The final major problem to be solved was judging the distance at which the bomb had to be released to hit the dam exactly where it needed to be.
Once again the Royal Aircraft Establishment came up with the solution. They produced simple hand held Y-shaped wooden sights. The bomb aimer would simply look through an eyepiece at the base of the Y and when the two nails on the arms lined up with the towers on the dam, it was the correct range for releasing the weapon. This was about 400 - 450 yards (366-411 meters).

'Y' shaped bomb sight
'Y' shaped bomb sight

Establishing Range: How the bomb sight works

In practice, some of the bomb aimers found it very difficult to keep the aimer steady with one hand while the aircraft was bouncing around. Some aimers therefore devised their own means based on the same idea. These ideas generally involved marks on the clear vision panel in the nose and a piece of string to line up with the towers of the dam. It was a very simple idea involving basic mathematics, but it worked!

Communication was going to be critical on the raid. The success of this mission in particular would depend upon not only the teamwork within each aircraft but also the whole squadron.
In a normal bomber stream, aircraft attacked in a conveyor belt system dropping their bombs almost simultaneously on a broad target.

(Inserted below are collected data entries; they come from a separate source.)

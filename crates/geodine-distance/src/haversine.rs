//! Haversine great-circle distance — the portable fallback formula.

use geodine_core::{GeoPoint, EARTH_RADIUS_KM};

use crate::{DistResult, DistanceFormula};

/// Haversine distance in kilometres between two valid points.
///
/// Symmetric by construction, and exactly 0.0 for coincident points (every
/// intermediate term vanishes, no rounding occurs).
pub fn haversine_km(a: GeoPoint, b: GeoPoint) -> f64 {
    let lat1 = a.lat().to_radians();
    let lat2 = b.lat().to_radians();
    let d_lat = lat2 - lat1;
    let d_lon = (b.lon() - a.lon()).to_radians();

    let h = (d_lat * 0.5).sin().powi(2)
        + lat1.cos() * lat2.cos() * (d_lon * 0.5).sin().powi(2);

    // Rounding can push h a hair outside [0, 1] for antipodal or coincident
    // pairs, which would send asin(sqrt(h)) out of its domain (NaN).
    let h = h.clamp(0.0, 1.0);

    let c = 2.0 * h.sqrt().asin();
    EARTH_RADIUS_KM * c
}

/// The pure-computation strategy.  Stateless; a unit struct is enough.
pub struct Haversine;

/// Below this batch size the Rayon fork/join overhead outweighs the ~100 ns
/// per-point formula cost.
#[cfg(feature = "parallel")]
const PAR_THRESHOLD: usize = 4_096;

impl DistanceFormula for Haversine {
    fn batch_km(&self, center: GeoPoint, targets: &[GeoPoint]) -> DistResult<Vec<f64>> {
        #[cfg(not(feature = "parallel"))]
        {
            Ok(targets.iter().map(|&t| haversine_km(center, t)).collect())
        }

        #[cfg(feature = "parallel")]
        {
            if targets.len() < PAR_THRESHOLD {
                return Ok(targets.iter().map(|&t| haversine_km(center, t)).collect());
            }
            use rayon::prelude::*;
            Ok(targets.par_iter().map(|&t| haversine_km(center, t)).collect())
        }
    }
}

This raid relied upon individual precision attacks. Gibson would have to act as the master bomber calling each aircraft in one at a time, essentially co-ordinating the attack and making adjustments as required. Good air to air communication was therefore essential, but the standard R/T radio sets performed badly at low level at night. To solve the problem they fitted VHF sets normally used by fighter aircraft.

On May 11th 1943, just 5 days before the night of the attack, the squadron began training with actual Upkeep bombs at Reculver (although they were not actually filled with explosives). They were amazed to see the drums bouncing over the water right up to the beach. Still they did not know their targets! After seeing the weapon in operation, it reignited talk that the target was the Tirpitz or even U-boats.

While on training with real Upkeeps at Reculver, both Shannon and Maudslay damaged their Lancasters by dropping their bombs too low and being caught in a huge column of water thrown up after it hit the water. By the time the attack came five days later, Maudslay's aircraft could not be repaired and the attacking force was down to 19 aircraft from the 20 originally intended by Gibson. Gibson had picked 21 crews for the squadron, the 20 to fly and one reserve. Coincidently, both Divall and Wilson had sickness and their crews would not fly. This therefore left 19 aircraft and 19 crews. The attacking force had been determined out of Gibson's hands.